London, England (LifeNews.com) — In an incident that pro-life advocates say is the slippery slope that results from legalizing assisted suicide or euthanasia, two medical staffers in England have been arrested for reportedly deciding that the life of a disabled man was not worth saving after he had a heart attack.

The two ambulance medics were reportedly heard discussing how they would not revive 59-year-old Barry Baker, who had called emergency services saying he was having a heart attack.

When the unnamed medics arrived at Baker’s home, they found him collapsed on the floor and the phone line was still open and recording their conversations. Baker died after the incident.

A police source told the London Times that the medics were heard discussing how they didn’t want to revive Baker saying “words to the effect that he was not worth saving."

They were also heard discussing what to say to authorities and decided to give a story saying Baker had died prior to their arrival at his home.

The tape recording of the conversations has been given to police officials as evidence and the pair have been charged in the case and posted bail pending a January court hearing. They have both been suspended.
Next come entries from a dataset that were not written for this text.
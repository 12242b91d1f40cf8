//! File input/output.
//!
//! - aligned-panel CSV export (`export`)
//! - cycle JSON read/write (`cycles`)

pub mod cycles;
pub mod export;

pub use cycles::*;
pub use export::*;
Wesley J. Smith, an American author and attorney who is a bioethics watchdog, tells people who think that there is nothing wrong with assisted suicide or dismiss the concerns of disability rights advocates should recall this indicant.

"The next time you are tempted to scoff at folk with disabilities who worry that they many people think their lives are not worth living, remember this story," he said.

Smith says similar cases are seen in other circumstances.

"Friends and colleagues who have disabilities report similar stories of disdain occurring here when seeking medical care, for example, of people on ventilators being pressured to sign DNRs by hospital personnel even though they were not undergoing usually life-threatening procedures," he explains.

"Human exceptionalism demands that each of us be deemed to be of equal objective moral worth. It is an ideal we have never achieved, admittedly. But unless bigotry against people with disabilities is especially shocking when it impacts care in the medical context," Smith added.